2025-04-03 20:55:30.137775: I tensorflow/core/platform/cpu_feature_guard.cc:210] This TensorFlow binary is optimized to use available CPU instructions in performance-critical operations.
To enable the following instructions: SSE3 SSE4.1 SSE4.2 AVX AVX2 AVX_VNNI FMA, in other operations, rebuild TensorFlow with the appropriate compiler flags.


# Define the HyperParameters

We fix some hyperparmeters like IMG_SIZE at a per model level, since each model excels at certain image sizes [1](https://link.springer.com/chapter/10.1007/978-3-030-86340-1_11). 

We also fix batch size and other parameters due to memory and compute constraints as well. We fix the seed for reproducibility

In [3]:
PATH="archive/"

AUTO = tf_data.AUTOTUNE # Parallelize data loading
#Hyperparameters
BUFFER_SIZE = 1024
BATCH_SIZE = 32
VALIDATION_SIZE = 0.2
RESIZE_SIZE = (512,512)

SEED = 44

## Load the CSV's 
We load the csv from the original dataset here for further processing, [the kaggle site](https://www.kaggle.com/datasets/alessandrasala79/ai-vs-human-generated-dataset/data)

In [4]:
class_names=['Human', 'AI']
train_df = pd.read_csv('./archive/train.csv', index_col=0)
test_df = pd.read_csv('./archive/test.csv')

train_paths = train_df["file_name"].array
train_labels = train_df["label"].array

## Splitting Training and Validation Data

We then split the training and validation data based off the class labels to ensure balanced class in the training and validation datasets.

Once we split up the data, we use Tensorflows Data pipeline in order to apply our data augmentation`(ie.
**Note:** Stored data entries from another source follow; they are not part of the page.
//! Bitstring Distribution - a probability distribution over fixed-length bitstrings.
//!
//! A distribution maps each measured bitstring (e.g. `"0110"`) to a
//! non-negative weight. It is validated once at construction; any live
//! [`BitstringDistribution`] is guaranteed to be well formed.
//!
//! Three ways to build one:
//! - directly from a [`BitstringMap`] via [`BitstringDistribution::new`],
//! - from a dense vector of `2^L` probabilities
//!   ([`BitstringDistribution::create_from_probability_distribution`]),
//! - from raw measurement samples
//!   ([`BitstringDistribution::create_from_measurements`]).

use crate::error::{DistributionError, NormalizationError, Result};
use crate::validation::{describe_violation, is_normalized, BitstringMap};
use serde::{Deserialize, Serialize};
use std::collections::BTreeMap;
use std::fmt;

/// Rescale every weight by `1 / sum`, leaving the mapping untouched on failure
fn rescale(distribution: &mut BitstringMap) -> Result<()> {
    let norm: f64 = distribution.values().sum();

    if norm == 0.0 {
        return Err(NormalizationError::EmptyDistribution.into());
    }
    if !norm.is_finite() || (norm > 0.0 && norm < f64::MIN_POSITIVE) {
        return Err(NormalizationError::DegenerateDistribution { norm }.into());
    }
    if norm == 1.0 {
        return Ok(());
    }

    let scale = 1.0 / norm;
    for value in distribution.values_mut() {
        *value *= scale;
    }

    tracing::debug!(
        norm,
        n_bitstrings = distribution.len(),
        "normalized bitstring distribution"
    );
    Ok(())
}

/// Normalize a bitstring mapping so that its weights sum to 1.0
///
/// Returns the input unchanged when it already sums to exactly 1.
///
/// # Errors
///
/// - [`NormalizationError::EmptyDistribution`] if every weight is zero
///   (including the empty mapping)
/// - [`NormalizationError::DegenerateDistribution`] if the sum is positive
///   but smaller than `f64::MIN_POSITIVE`, or not finite
pub fn normalize_bitstring_distribution(mut distribution: BitstringMap) -> Result<BitstringMap> {
    rescale(&mut distribution)?;
    Ok(distribution)
}

/// Render measurement samples as bitstrings.
///
/// Each sample's entries are concatenated in decimal, so `[0, 1, 1]`
/// becomes `"011"`. Entries other than 0 and 1 produce non-binary keys.
pub fn convert_tuples_to_bitstrings<I, S>(samples: I) -> Vec<String>
where
    I: IntoIterator<Item = S>,
    S: AsRef<[u8]>,
{
    samples
        .into_iter()
        .map(|sample| sample.as_ref().iter().map(|bit| bit.to_string()).collect())
        .collect()
}

/// Little-endian bitstring of `state` over `qubit_count` bits.
///
/// The binary rendering is zero-padded to `qubit_count` and then reversed,
/// so qubit 0 is the leading character.
fn state_to_bitstring(state: usize, qubit_count: usize) -> String {
    format!("{:0width$b}", state, width = qubit_count)
        .chars()
        .rev()
        .collect()
}

/// A probability distribution defined on discrete bitstrings.
///
/// Invariants held by every instance:
/// - at least one bitstring,
/// - all bitstrings share one length (the qubit count),
/// - all bitstrings are binary,
/// - all weights are non-negative,
/// - `is_normalized()` reports whether the weights sum to 1.
#[derive(Debug, Clone, PartialEq, Serialize, Deserialize)]
#[serde(try_from = "BitstringMap", into = "BitstringMap")]
pub struct BitstringDistribution {
    /// Weight per bitstring
    distribution: BitstringMap,

    /// Whether the weights sum to 1.0
    normalized: bool,
}

impl BitstringDistribution {
    /// Create a new distribution, taking ownership of the mapping.
    ///
    /// If the mapping is not normalized and `normalize` is true, it is
    /// rescaled to unit sum. With `normalize == false` it is stored as-is,
    /// a warning is logged and [`is_normalized`](Self::is_normalized)
    /// reports `false`.
    pub fn new(input: BitstringMap, normalize: bool) -> Result<Self> {
        if let Some(reason) = describe_violation(&input) {
            return Err(DistributionError::InvalidDistribution(format!(
                "Initialization of BitstringDistribution object FAILED: \
                 the input dictionary is not a bitstring probability distribution ({})",
                reason
            )));
        }

        if is_normalized(&input) {
            return Ok(Self {
                distribution: input,
                normalized: true,
            });
        }

        if normalize {
            let distribution = normalize_bitstring_distribution(input)?;
            if !is_normalized(&distribution) {
                let norm = distribution.values().sum();
                return Err(NormalizationError::DegenerateDistribution { norm }.into());
            }
            return Ok(Self {
                distribution,
                normalized: true,
            });
        }

        tracing::warn!(
            n_bitstrings = input.len(),
            "BitstringDistribution object is not normalized"
        );
        Ok(Self {
            distribution: input,
            normalized: false,
        })
    }

    /// Build from a dense vector of `2^L` probabilities.
    ///
    /// Entry `i` is keyed by the `L`-bit binary rendering of `i`, reversed
    /// (least significant bit first). The result is normalized.
    ///
    /// ```rust
    /// use bitstring_distribution::BitstringDistribution;
    ///
    /// let dist = BitstringDistribution::create_from_probability_distribution(&[0.1, 0.2, 0.3, 0.4])
    ///     .unwrap();
    /// assert_eq!(dist.get("10"), 0.2);
    /// assert_eq!(dist.get("01"), 0.3);
    /// ```
    pub fn create_from_probability_distribution(probabilities: &[f64]) -> Result<Self> {
        let n = probabilities.len();
        if n < 2 || !n.is_power_of_two() {
            return Err(DistributionError::InvalidDistribution(format!(
                "probability vector length must be a power of two >= 2, got {}",
                n
            )));
        }

        let qubit_count = n.trailing_zeros() as usize;
        let distribution: BitstringMap = probabilities
            .iter()
            .enumerate()
            .map(|(state, &p)| (state_to_bitstring(state, qubit_count), p))
            .collect();

        tracing::debug!(qubit_count, "bitstring distribution from probability vector");
        Self::new(distribution, true)
    }

    /// Build from measurement samples, normalizing counts into probabilities.
    ///
    /// ```rust
    /// use bitstring_distribution::BitstringDistribution;
    ///
    /// let samples = vec![vec![0u8, 0], vec![0, 0], vec![1, 1]];
    /// let dist = BitstringDistribution::create_from_measurements(&samples).unwrap();
    /// assert!((dist.get("00") - 2.0 / 3.0).abs() < 1e-12);
    /// ```
    pub fn create_from_measurements<I, S>(samples: I) -> Result<Self>
    where
        I: IntoIterator<Item = S>,
        S: AsRef<[u8]>,
    {
        Self::create_from_measurements_with(samples, true)
    }

    /// Build from measurement samples, keeping raw counts when `normalize` is false
    pub fn create_from_measurements_with<I, S>(samples: I, normalize: bool) -> Result<Self>
    where
        I: IntoIterator<Item = S>,
        S: AsRef<[u8]>,
    {
        let mut counts: BTreeMap<String, u64> = BTreeMap::new();
        for bitstring in convert_tuples_to_bitstrings(samples) {
            *counts.entry(bitstring).or_insert(0) += 1;
        }

        tracing::debug!(
            n_outcomes = counts.len(),
            n_samples = counts.values().sum::<u64>(),
            "bitstring distribution from measurements"
        );

        let distribution = counts
            .into_iter()
            .map(|(bitstring, count)| (bitstring, count as f64))
            .collect();
        Self::new(distribution, normalize)
    }

    /// Number of qubits, i.e. the common bitstring length
    #[inline]
    pub fn get_qubit_count(&self) -> usize {
        // non-empty and fixed-length, checked in `new`
        self.distribution.keys().next().map_or(0, |key| key.len())
    }

    /// Whether the weights sum to 1.0
    #[inline]
    pub fn is_normalized(&self) -> bool {
        self.normalized
    }

    /// Rescale in place to unit sum. No-op if already normalized.
    ///
    /// On failure the distribution is left unchanged.
    pub fn normalize(&mut self) -> Result<()> {
        if self.normalized {
            return Ok(());
        }
        rescale(&mut self.distribution)?;
        if !is_normalized(&self.distribution) {
            let norm = self.distribution.values().sum();
            return Err(NormalizationError::DegenerateDistribution { norm }.into());
        }
        self.normalized = true;
        Ok(())
    }

    /// Underlying bitstring mapping
    #[inline]
    pub fn distribution_dict(&self) -> &BitstringMap {
        &self.distribution
    }

    /// Weight of a bitstring, 0.0 if absent
    #[inline]
    pub fn get(&self, bitstring: &str) -> f64 {
        self.distribution.get(bitstring).copied().unwrap_or(0.0)
    }

    /// Number of bitstrings with an explicit weight
    #[inline]
    pub fn len(&self) -> usize {
        self.distribution.len()
    }

    /// True if there are no bitstrings (never, for a constructed distribution)
    #[inline]
    pub fn is_empty(&self) -> bool {
        self.distribution.is_empty()
    }

    /// Iterate over `(bitstring, weight)` pairs in lexicographic order
    pub fn iter(&self) -> impl Iterator<Item = (&str, f64)> {
        self.distribution.iter().map(|(k, &v)| (k.as_str(), v))
    }

    /// Consume into the underlying mapping
    pub fn into_inner(self) -> BitstringMap {
        self.distribution
    }
}

impl TryFrom<BitstringMap> for BitstringDistribution {
    type Error = DistributionError;

    fn try_from(input: BitstringMap) -> Result<Self> {
        Self::new(input, true)
    }
}

impl From<BitstringDistribution> for BitstringMap {
    fn from(dist: BitstringDistribution) -> Self {
        dist.distribution
    }
}

impl fmt::Display for BitstringDistribution {
    fn fmt(&self, f: &mut fmt::Formatter<'_>) -> fmt::Result {
        write!(f, "BitstringDistribution(input={:?})", self.distribution)
    }
}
Flipping, rotating, color jitter)`, and resizing in a parallelized manner. We also set the seed to ensure reproducibility. We do not apply CutMix like in our draft and proposal because we found that since the test set included data generated by many models, CutMix could help learn more localizable features but it did not help learn the many other features prominent in the test set.

### Explaining the code

We apply `resize_augment_image` defined in preprocess_common.py which applies the `resizing, crops, flips, gaussian blur, and color jitter` to enhance model robustness as the test dataset is vastly different from the training set. We crop each image to a certain size for each model as each model excels at a certain input size [1](https://link.springer.com/chapter/10.1007/978-3-030-86340-1_11). 

We found that the models we are using like EfficientNet and ResNet have their own built in preprocessing function for scaling(ie. [0,1] or [-1,1] instead of [0,255]) and normalizing data so we refrain from applying it ourselves.

In [5]:
train_labels = train_labels.numpy() if isinstance(train_labels, tf.Tensor) else train_labels

# Split the training data into training and validation sets balanced by label

(train_paths, _, train_labels, _)= train_test_split(train_paths, train_labels, test_size=0.6, stratify=train_labels, random_state=SEED*2)


(train_paths, val_paths, 
 train_labels, val_labels) = train_test_split(train_paths, 
                 train_labels, 
                 test_size=VALIDATION_SIZE, 
                 stratify=train_labels,
                 random_state=SEED)
 
train_labels = keras.ops.one_hot(train_labels,2)
val_labels = keras.ops.one_hot(val_labels,2)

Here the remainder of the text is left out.